== Work item ==
Go over the entries and report the lines where the word "widest" occurs.

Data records
━━━━━━━━━━━━━━━━━━━━

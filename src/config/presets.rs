/// Built-in language table
///
/// Ids follow the Judge0 numbering clients already send. Templates are
/// rendered per backend: host paths and toolchain for the local backend,
/// `/code` paths and in-image tool names for the container backend.
use crate::judge::language::LanguageProfile;

pub const PYTHON3: u32 = 71;
pub const JAVA: u32 = 62;
pub const CPP: u32 = 54;
pub const JAVASCRIPT: u32 = 63;
pub const C: u32 = 50;

pub fn default_languages() -> Vec<LanguageProfile> {
    vec![
        LanguageProfile {
            id: PYTHON3,
            name: "python".to_string(),
            display_name: "Python 3".to_string(),
            extension: "py".to_string(),
            source_name: None,
            compile: None,
            run: "{python} {file}".to_string(),
            image: Some("python:3.9-slim".to_string()),
        },
        LanguageProfile {
            id: JAVA,
            name: "java".to_string(),
            display_name: "Java".to_string(),
            extension: "java".to_string(),
            // javac requires the file name to match the public class
            source_name: Some("Main.java".to_string()),
            compile: Some("javac {file}".to_string()),
            run: "java -cp {dir} Main".to_string(),
            image: Some("openjdk:17-slim".to_string()),
        },
        LanguageProfile {
            id: CPP,
            name: "cpp".to_string(),
            display_name: "C++ (GCC)".to_string(),
            extension: "cpp".to_string(),
            source_name: None,
            compile: Some("{cxx} -o {exe} {file}".to_string()),
            run: "{exe}".to_string(),
            image: Some("gcc:latest".to_string()),
        },
        LanguageProfile {
            id: JAVASCRIPT,
            name: "javascript".to_string(),
            display_name: "JavaScript (Node.js)".to_string(),
            extension: "js".to_string(),
            source_name: None,
            compile: None,
            run: "node {file}".to_string(),
            image: Some("node:18-slim".to_string()),
        },
        LanguageProfile {
            id: C,
            name: "c".to_string(),
            display_name: "C (GCC)".to_string(),
            extension: "c".to_string(),
            source_name: None,
            compile: Some("{cc} -o {exe} {file}".to_string()),
            run: "{exe}".to_string(),
            image: Some("gcc:latest".to_string()),
        },
    ]
}

#[cfg(test)]
mod tests {
    use super::*;

    #[test]
    fn test_every_preset_has_an_image() {
        for profile in default_languages() {
            assert!(profile.image.is_some(), "{} lacks an image", profile.name);
        }
    }

    #[test]
    fn test_java_uses_main_class_file() {
        let java = default_languages()
            .into_iter()
            .find(|p| p.id == JAVA)
            .unwrap();
        assert_eq!(java.source_filename(), "Main.java");
        assert!(java.requires_compilation());
    }
}
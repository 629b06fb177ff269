/// Problem, test case and submission records exchanged with the persistence layer
use crate::config::types::{LanguageId, ProblemId};
use crate::verdict::Verdict;
use chrono::{DateTime, Utc};
use serde::{Deserialize, Serialize};

/// Stand-in for actual and expected text of hidden test cases
pub const HIDDEN_PLACEHOLDER: &str = "[Hidden]";

pub type SubmissionId = u64;

#[derive(Debug, Clone, PartialEq, Serialize, Deserialize)]
pub struct Problem {
    pub id: ProblemId,
    #[serde(default)]
    pub title: String,
    pub time_limit_ms: u64,
    pub memory_limit_kb: u64,
}

#[derive(Debug, Clone, PartialEq, Serialize, Deserialize)]
pub struct TestCase {
    pub input: String,
    pub expected_output: String,
    #[serde(default)]
    pub is_hidden: bool,
    #[serde(default)]
    pub order_index: i32,
}

/// Outcome of one attempted test case
#[derive(Debug, Clone, PartialEq, Serialize, Deserialize)]
pub struct TestCaseResult {
    /// 1-based position in the ordered test list
    pub test_number: usize,
    pub passed: bool,
    pub actual_output: String,
    pub expected_output: String,
    pub execution_time_seconds: f64,
    pub hidden: bool,
}

/// Submission record; `id` is assigned by the repository on save
#[derive(Debug, Clone, PartialEq, Serialize, Deserialize)]
pub struct Submission {
    pub id: Option<SubmissionId>,
    pub problem_id: ProblemId,
    pub language_id: LanguageId,
    pub language_name: String,
    pub source_code: String,
    pub verdict: Verdict,
    /// Maximum elapsed time over all attempts, in seconds
    pub execution_time_seconds: f64,
    pub output: Option<String>,
    pub compile_output: Option<String>,
    pub error_message: Option<String>,
    pub submitted_at: DateTime<Utc>,
}

impl Submission {
    pub fn pending(
        problem_id: ProblemId,
        language_id: LanguageId,
        language_name: impl Into<String>,
        source_code: impl Into<String>,
    ) -> Self {
        Self {
            id: None,
            problem_id,
            language_id,
            language_name: language_name.into(),
            source_code: source_code.into(),
            verdict: Verdict::Pending,
            execution_time_seconds: 0.0,
            output: None,
            compile_output: None,
            error_message: None,
            submitted_at: Utc::now(),
        }
    }
}

/// What `submit_code` hands back to the caller
#[derive(Debug, Clone, PartialEq, Serialize, Deserialize)]
pub struct SubmissionReport {
    pub submission_id: Option<SubmissionId>,
    pub problem_id: ProblemId,
    pub problem_title: String,
    pub language_id: LanguageId,
    pub language_name: String,
    pub verdict: Verdict,
    pub execution_time_seconds: f64,
    pub output: Option<String>,
    pub compile_output: Option<String>,
    pub error_message: Option<String>,
    pub submitted_at: DateTime<Utc>,
    pub test_case_results: Vec<TestCaseResult>,
}

impl SubmissionReport {
    pub fn new(submission: &Submission, problem: &Problem, results: Vec<TestCaseResult>) -> Self {
        Self {
            submission_id: submission.id,
            problem_id: problem.id,
            problem_title: problem.title.clone(),
            language_id: submission.language_id,
            language_name: submission.language_name.clone(),
            verdict: submission.verdict,
            execution_time_seconds: submission.execution_time_seconds,
            output: submission.output.clone(),
            compile_output: submission.compile_output.clone(),
            error_message: submission.error_message.clone(),
            submitted_at: submission.submitted_at,
            test_case_results: results,
        }
    }
}
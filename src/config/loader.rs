/// Configuration loading from judge.json
use crate::config::presets;
use crate::config::types::{JudgeError, Result};
use crate::judge::language::LanguageProfile;
use crate::judge::registry::LanguageTable;
use serde::{Deserialize, Serialize};
use std::path::{Path, PathBuf};
use std::time::Duration;

/// Default config file looked up in the current directory
pub const DEFAULT_CONFIG_FILE: &str = "judge.json";

/// Which execution backend is bound for the process lifetime
#[derive(Debug, Clone, Copy, Serialize, Deserialize, PartialEq, Eq, clap::ValueEnum)]
#[serde(rename_all = "lowercase")]
pub enum ExecutorMode {
    /// Ordinary child processes, no isolation
    Local,
    /// Disposable docker container per compile/run step
    Docker,
}

impl std::fmt::Display for ExecutorMode {
    fn fmt(&self, f: &mut std::fmt::Formatter<'_>) -> std::fmt::Result {
        match self {
            ExecutorMode::Local => write!(f, "local"),
            ExecutorMode::Docker => write!(f, "docker"),
        }
    }
}

#[derive(Debug, Clone, Serialize, Deserialize)]
#[serde(default)]
pub struct ExecutorConfig {
    pub mode: ExecutorMode,
    /// Root under which every attempt gets its own workspace
    pub temp_root: Option<PathBuf>,
    /// Compile step budget, independent of the problem's time limit
    pub compile_timeout_ms: u64,
    pub stdout_limit_bytes: usize,
    pub stderr_limit_bytes: usize,
    /// How long to wait for output readers once the process has exited
    pub collect_grace_ms: u64,
}

impl Default for ExecutorConfig {
    fn default() -> Self {
        Self {
            mode: ExecutorMode::Local,
            temp_root: None,
            compile_timeout_ms: 30_000,
            stdout_limit_bytes: 8 * 1024 * 1024,
            stderr_limit_bytes: 2 * 1024 * 1024,
            collect_grace_ms: 1_000,
        }
    }
}

#[derive(Debug, Clone, Serialize, Deserialize)]
#[serde(default)]
pub struct DockerConfig {
    /// Container runtime CLI
    pub binary: String,
    /// CPU share passed as `--cpus`
    pub cpus: f64,
    /// Added to the wall limit to absorb container start overhead
    pub grace_ms: u64,
    pub min_memory_mb: u64,
    pub pids_limit: u32,
    pub availability_timeout_ms: u64,
}

impl Default for DockerConfig {
    fn default() -> Self {
        Self {
            binary: "docker".to_string(),
            cpus: 0.5,
            grace_ms: 2_000,
            min_memory_mb: 32,
            pids_limit: 64,
            availability_timeout_ms: 5_000,
        }
    }
}

/// Full judge.json structure
#[derive(Debug, Clone, Default, Serialize, Deserialize)]
#[serde(default)]
pub struct JudgeConfig {
    pub executor: ExecutorConfig,
    pub docker: DockerConfig,
    /// Replaces the built-in language table when present
    pub languages: Option<Vec<LanguageProfile>>,
}

impl JudgeConfig {
    /// Load configuration from a JSON file
    pub fn load_from_file<P: AsRef<Path>>(path: P) -> Result<Self> {
        let path = path.as_ref();
        let content = std::fs::read_to_string(path).map_err(|e| {
            JudgeError::Config(format!("Failed to read config file {}: {}", path.display(), e))
        })?;

        let config: JudgeConfig = serde_json::from_str(&content)
            .map_err(|e| JudgeError::Config(format!("Failed to parse config JSON: {}", e)))?;

        config.validate()?;
        Ok(config)
    }

    /// Load ./judge.json, or fall back to built-in defaults when it is absent
    pub fn load_default() -> Result<Self> {
        let config_path = std::env::current_dir()
            .map_err(|e| JudgeError::Config(format!("Failed to get current directory: {}", e)))?
            .join(DEFAULT_CONFIG_FILE);

        if !config_path.exists() {
            log::info!("{} not found, using built-in defaults", DEFAULT_CONFIG_FILE);
            return Ok(Self::default());
        }

        Self::load_from_file(config_path)
    }

    pub fn validate(&self) -> Result<()> {
        if self.executor.compile_timeout_ms == 0 {
            return Err(JudgeError::Config(
                "executor.compile_timeout_ms must be positive".to_string(),
            ));
        }
        if self.executor.collect_grace_ms == 0 {
            return Err(JudgeError::Config(
                "executor.collect_grace_ms must be positive".to_string(),
            ));
        }
        if self.executor.stdout_limit_bytes == 0 || self.executor.stderr_limit_bytes == 0 {
            return Err(JudgeError::Config(
                "executor output limits must be positive".to_string(),
            ));
        }
        if self.docker.cpus.is_nan() || self.docker.cpus <= 0.0 {
            return Err(JudgeError::Config("docker.cpus must be positive".to_string()));
        }
        if self.docker.binary.trim().is_empty() {
            return Err(JudgeError::Config("docker.binary must not be empty".to_string()));
        }
        if self.docker.availability_timeout_ms == 0 {
            return Err(JudgeError::Config(
                "docker.availability_timeout_ms must be positive".to_string(),
            ));
        }
        if let Some(languages) = &self.languages {
            // Builds the table, which rejects duplicates and empty templates
            LanguageTable::new(languages.clone())?;
        }
        Ok(())
    }

    /// Language table this deployment serves
    pub fn language_table(&self) -> Result<LanguageTable> {
        match &self.languages {
            Some(languages) => LanguageTable::new(languages.clone()),
            None => LanguageTable::new(presets::default_languages()),
        }
    }

    /// Workspace root, scoped by effective UID so different users never share it
    pub fn temp_root(&self) -> PathBuf {
        self.executor
            .temp_root
            .clone()
            .unwrap_or_else(default_temp_root)
    }

    pub fn compile_timeout(&self) -> Duration {
        Duration::from_millis(self.executor.compile_timeout_ms)
    }

    pub fn collect_grace(&self) -> Duration {
        Duration::from_millis(self.executor.collect_grace_ms)
    }
}

#[cfg(unix)]
fn default_temp_root() -> PathBuf {
    let euid = nix::unistd::geteuid();
    std::env::temp_dir().join(format!("judgebox-uid-{}", euid))
}

#[cfg(not(unix))]
fn default_temp_root() -> PathBuf {
    std::env::temp_dir().join("judgebox")
}
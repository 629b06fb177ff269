//! Execution control
//!
//! The process runner every backend delegates to: spawn, stdin feeding,
//! concurrent bounded output capture, timeout and process-tree termination.

pub mod output;
pub mod runner;
pub mod terminate;

pub use runner::{ProcessRunner, RunOutcome};
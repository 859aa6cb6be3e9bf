use bitvec::prelude::*;

use super::error::*;
use super::raster::Color;
use super::Quadtree;

/// A `BitVec` variant ideal for encoding and decoding quadtrees.
pub type QuadtreeEncodeBitVec = BitVec<u8, Msb0>;

const MAGIC: &[u8; 4] = b"QuBw";
const VERSION: u8 = 1;
const HEADER_LEN: usize = 6;

impl Quadtree {
	/// Converts the tree into a pre-order bit stream.
	///
	/// Each node starts with a bit telling whether it has subsections.
	/// A branch is immediately followed by its four subsections; a leaf by
	/// one bit that is set for black.
	pub fn encode(&self, buffer: &mut QuadtreeEncodeBitVec) {
		match self {
			Quadtree::Leaf(color) => {
				buffer.push(false);
				buffer.push(*color == Color::Black);
			},
			Quadtree::Branch(sects) => {
				buffer.push(true);
				for section in sects.iter() {
					section.encode(buffer);
				}
			}
		}
	}

	/// Reads a bit stream of the sort `.encode()` writes, starting at
	/// `curr_ind`, allowing at most `levels` further subdivisions.
	///
	/// Successful return value holds the index to which the parser has
	/// progressed.
	pub fn decode(
		buffer: &BitSlice<u8, Msb0>,
		curr_ind: usize,
		levels: u8
	) -> Result<(Quadtree, usize), DecodeError> {
		let is_branch = *buffer.get(curr_ind).ok_or(DecodeError::InsufficientData)?;
		if !is_branch {
			let black = *buffer.get(curr_ind + 1).ok_or(DecodeError::InsufficientData)?;
			let color = if black { Color::Black } else { Color::White };
			return Ok((Quadtree::Leaf(color), curr_ind + 2));
		}
		if levels == 0 {
			return Err(DecodeError::TooDeep);
		}
		let (nw, curr_ind) = Quadtree::decode(buffer, curr_ind + 1, levels - 1)?;
		let (ne, curr_ind) = Quadtree::decode(buffer, curr_ind, levels - 1)?;
		let (sw, curr_ind) = Quadtree::decode(buffer, curr_ind, levels - 1)?;
		let (se, curr_ind) = Quadtree::decode(buffer, curr_ind, levels - 1)?;
		Ok((Quadtree::Branch(Box::new([nw, ne, sw, se])), curr_ind))
	}

	/// Encodes the tree, for a raster of `side` cells per side, into QTB
	/// data: a header, the side as a power of two, then the bit stream
	/// padded to whole bytes.
	pub fn to_qtb(&self, side: u32) -> Result<Vec<u8>, EncodeError> {
		if !side.is_power_of_two() {
			return Err(EncodeError::NonPowerOfTwo(side));
		}
		if side < self.resolution() {
			return Err(EncodeError::SideTooSmall { side, resolution: self.resolution() });
		}
		let mut ret = Vec::new();
		ret.extend_from_slice(MAGIC);
		ret.push(VERSION);
		ret.push(side.trailing_zeros() as u8);
		let mut bit_buf = QuadtreeEncodeBitVec::new();
		self.encode(&mut bit_buf);
		bit_buf.set_uninitialized(false);
		ret.extend_from_slice(bit_buf.as_raw_slice());
		Ok(ret)
	}

	/// Reads QTB data back into a tree and its raster side.
	///
	/// Sides are limited to `input::MAX_WIDTH`, like text descriptions.
	pub fn from_qtb(source: &[u8]) -> Result<(Quadtree, u32), DecodeError> {
		if source.len() < HEADER_LEN || &source[..4] != MAGIC {
			return Err(DecodeError::MissingHeader);
		}
		if source[4] != VERSION {
			return Err(DecodeError::UnsupportedVersion(source[4]));
		}
		let levels = source[5];
		if levels as u32 > crate::input::MAX_WIDTH.trailing_zeros() {
			return Err(DecodeError::InvalidSize(levels));
		}
		let tree_bits = BitSlice::<u8, Msb0>::from_slice(&source[HEADER_LEN..]);
		let (tree, _) = Quadtree::decode(tree_bits, 0, levels)?;
		Ok((tree, 1 << levels))
	}
}

#[cfg(test)]
mod tests {
	use super::*;

	fn leaf(black: bool) -> Quadtree {
		Quadtree::Leaf(if black { Color::Black } else { Color::White })
	}

	#[test]
	fn bit_layout() {
		let tree = Quadtree::Branch(Box::new([leaf(true), leaf(false), leaf(false), leaf(true)]));
		let mut bits = QuadtreeEncodeBitVec::new();
		tree.encode(&mut bits);
		assert_eq!(bits, bitvec![u8, Msb0; 1, 0, 1, 0, 0, 0, 0, 0, 1]);
		let data = tree.to_qtb(2).unwrap();
		assert_eq!(data, vec![b'Q', b'u', b'B', b'w', 1, 1, 0b1010_0000, 0b1000_0000]);
		assert_eq!(Quadtree::from_qtb(&data).unwrap(), (tree, 2));
	}

	#[test]
	fn nested_tree_survives() {
		let inner = Quadtree::Branch(Box::new([leaf(false), leaf(true), leaf(true), leaf(false)]));
		let tree = Quadtree::Branch(Box::new([leaf(true), inner, leaf(false), leaf(false)]));
		let data = tree.to_qtb(8).unwrap();
		assert_eq!(data[5], 3);
		assert_eq!(Quadtree::from_qtb(&data).unwrap(), (tree.clone(), 8));
		let widest = tree.to_qtb(64).unwrap();
		assert_eq!(widest[5], 6);
		assert_eq!(Quadtree::from_qtb(&widest).unwrap(), (tree, 64));
	}

	#[test]
	fn encode_rejects_small_sides() {
		let tree = Quadtree::Branch(Box::new([leaf(true), leaf(false), leaf(false), leaf(false)]));
		assert!(matches!(tree.to_qtb(1), Err(EncodeError::SideTooSmall { side: 1, resolution: 2 })));
		assert!(matches!(tree.to_qtb(3), Err(EncodeError::NonPowerOfTwo(3))));
	}

	#[test]
	fn decode_errors() {
		assert!(matches!(Quadtree::from_qtb(b"QuB"), Err(DecodeError::MissingHeader)));
		assert!(matches!(Quadtree::from_qtb(b"QTI\x01\x01\x01\x00"), Err(DecodeError::MissingHeader)));
		assert!(matches!(Quadtree::from_qtb(b"QuBw\x02\x01\x00"), Err(DecodeError::UnsupportedVersion(2))));
		assert!(matches!(Quadtree::from_qtb(b"QuBw\x01\x40\x00"), Err(DecodeError::InvalidSize(64))));
		// sides past the 64 cell limit
		assert!(matches!(Quadtree::from_qtb(b"QuBw\x01\x07\x00"), Err(DecodeError::InvalidSize(7))));
		assert!(matches!(Quadtree::from_qtb(b"QuBw\x01\x1f\x00"), Err(DecodeError::InvalidSize(31))));
		assert!(matches!(Quadtree::from_qtb(b"QuBw\x01\x01"), Err(DecodeError::InsufficientData)));
		// branch, then a branch where only single cells fit
		assert!(matches!(Quadtree::from_qtb(b"QuBw\x01\x01\xc0"), Err(DecodeError::TooDeep)));
		// branch whose last leaf is cut off
		assert!(matches!(Quadtree::from_qtb(b"QuBw\x01\x01\x88"), Err(DecodeError::InsufficientData)));
	}
}
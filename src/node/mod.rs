pub mod classify;
pub mod error;
pub mod raster;

use std::fmt;

use tracing::{debug, debug_span, trace};

pub use classify::{classify, Classification};
pub use raster::{Color, Raster, Window};

use error::{BuildError, ExpandError};

/// One of the four equal parts a square region splits into.
///
/// Rows grow downwards, so the north quadrants hold the lower row indices.
#[derive(Clone, Copy, Debug, PartialEq, Eq, Hash)]
pub enum Quadrant {
	NorthWest,
	NorthEast,
	SouthWest,
	SouthEast,
}

impl Quadrant {
	/// Every quadrant, in the order regions are visited.
	pub const ALL: [Quadrant; 4] = [
		Quadrant::NorthWest,
		Quadrant::NorthEast,
		Quadrant::SouthWest,
		Quadrant::SouthEast,
	];

	/// The part of a `width × width` grid this quadrant covers.
	pub fn window(self, width: u32) -> Window {
		Window::square(width).quadrants()[self as usize]
	}

	/// Anchor of this quadrant of a region anchored at `parent` whose
	/// quadrants are `half` cells wide.
	///
	/// The north quadrants move the anchor up by `half` rows, the south
	/// ones keep the parent's row; anchors always sit on a region's
	/// bottom row.
	pub fn anchor(self, parent: (i32, i32), half: u32) -> (i32, i32) {
		let half = half as i32;
		match self {
			Quadrant::NorthWest => (parent.0, parent.1 - half),
			Quadrant::NorthEast => (parent.0 + half, parent.1 - half),
			Quadrant::SouthWest => (parent.0, parent.1),
			Quadrant::SouthEast => (parent.0 + half, parent.1),
		}
	}
}

/// A maximal all-black region found while building a quadtree.
#[derive(Clone, Copy, Debug, PartialEq, Eq, Hash)]
pub struct Discovery {
	/// Leftmost column and bottom row of the region.
	pub position: (i32, i32),
	pub width: u32,
}

impl Discovery {
	/// The cells this region covers, if they have non-negative coordinates.
	pub fn window(&self) -> Option<Window> {
		let (x, y) = self.position;
		if x < 0 || self.width == 0 || (y as i64) + 1 < self.width as i64 {
			return None;
		}
		let (x, y) = (x as u32, y as u32);
		Some(Window {
			top: y + 1 - self.width,
			bottom: y,
			left: x,
			right: x + self.width - 1,
		})
	}
}

impl fmt::Display for Discovery {
	fn fmt(&self, f: &mut fmt::Formatter<'_>) -> fmt::Result {
		write!(f, "Position ({},{}), Width {}, is all black", self.position.0, self.position.1, self.width)
	}
}

/// Structure of a finished quadtree.
///
/// A leaf is a uniformly colored square; a branch holds exactly four
/// subsections, in `Quadrant::ALL` order.
#[derive(Clone, Debug, PartialEq, Eq)]
pub enum Quadtree {
	Leaf(Color),
	Branch(Box<[Quadtree; 4]>),
}

/// A square region of an image, holding its own copy of the region's
/// cells.
#[derive(Clone, Debug)]
pub struct QuadNode {
	position: (i32, i32),
	width: u32,
	classification: Classification,
	pixels: Raster,
}

impl QuadNode {
	/// Makes the node covering the whole of `raster`, anchored at the
	/// bottom-left cell `(0, side - 1)`.
	///
	/// A raster of a single color has no quadrants to report and is
	/// rejected.
	pub fn root(raster: Raster) -> Result<QuadNode, BuildError> {
		if let Some(color) = raster.uniform_color() {
			return Err(BuildError::Uniform(color));
		}
		Ok(QuadNode {
			position: (0, raster.side() as i32 - 1),
			width: raster.side(),
			classification: Classification::Mixed,
			pixels: raster,
		})
	}

	/// Cuts `quadrant` out of this node and classifies it.
	fn child(&self, quadrant: Quadrant) -> QuadNode {
		let half = self.width / 2;
		let window = quadrant.window(self.width);
		QuadNode {
			position: quadrant.anchor(self.position, half),
			width: half,
			classification: classify(&self.pixels, window.rows(), window.cols()),
			pixels: self.pixels.crop(window),
		}
	}

	pub fn position(&self) -> (i32, i32) {
		self.position
	}

	pub fn width(&self) -> u32 {
		self.width
	}

	pub fn classification(&self) -> Classification {
		self.classification
	}

	pub fn pixels(&self) -> &Raster {
		&self.pixels
	}

	/// Subdivides a mixed node, reporting every all-black quadrant to
	/// `emit` and recursing into mixed ones, depth first in
	/// `Quadrant::ALL` order.
	///
	/// The node is consumed; its cells are released once every quadrant
	/// has been visited.
	pub fn expand<F: FnMut(Discovery)>(self, emit: &mut F) -> Result<Quadtree, ExpandError> {
		match self.classification {
			Classification::Mixed => Ok(self.expand_mixed(emit)),
			c => Err(ExpandError::NotMixed(c)),
		}
	}

	fn expand_mixed<F: FnMut(Discovery)>(self, emit: &mut F) -> Quadtree {
		debug_assert!(self.width >= 2, "mixed node of width {}", self.width);
		trace!(x = self.position.0, y = self.position.1, width = self.width, "expanding");
		let sections = Quadrant::ALL.map(|quadrant| {
			let child = self.child(quadrant);
			match child.classification {
				Classification::Black => {
					let found = Discovery { position: child.position, width: child.width };
					debug!(%found, "black region");
					emit(found);
					Quadtree::Leaf(Color::Black)
				},
				Classification::White => Quadtree::Leaf(Color::White),
				Classification::Mixed => child.expand_mixed(emit),
			}
		});
		Quadtree::Branch(Box::new(sections))
	}
}

impl Quadtree {
	/// Builds the quadtree of a non-uniform raster, also returning the
	/// all-black regions in the order they were found.
	pub fn from_raster(raster: Raster) -> Result<(Quadtree, Vec<Discovery>), BuildError> {
		let span = debug_span!("build", side = raster.side());
		let _enter = span.enter();
		let root = QuadNode::root(raster)?;
		let mut found = Vec::new();
		let tree = root.expand_mixed(&mut |d| found.push(d));
		debug!(regions = found.len(), "built quadtree");
		Ok((tree, found))
	}
}

pub mod image;
pub mod qtb;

━━━━━━━━━━━━━━━━━━━━

== Solution to the exercise ==
		let widest = tree.to_qtb(64).unwrap();
		assert_eq!(widest[5], 6);
		assert_eq!(Quadtree::from_qtb(&widest).unwrap(), (tree, 64));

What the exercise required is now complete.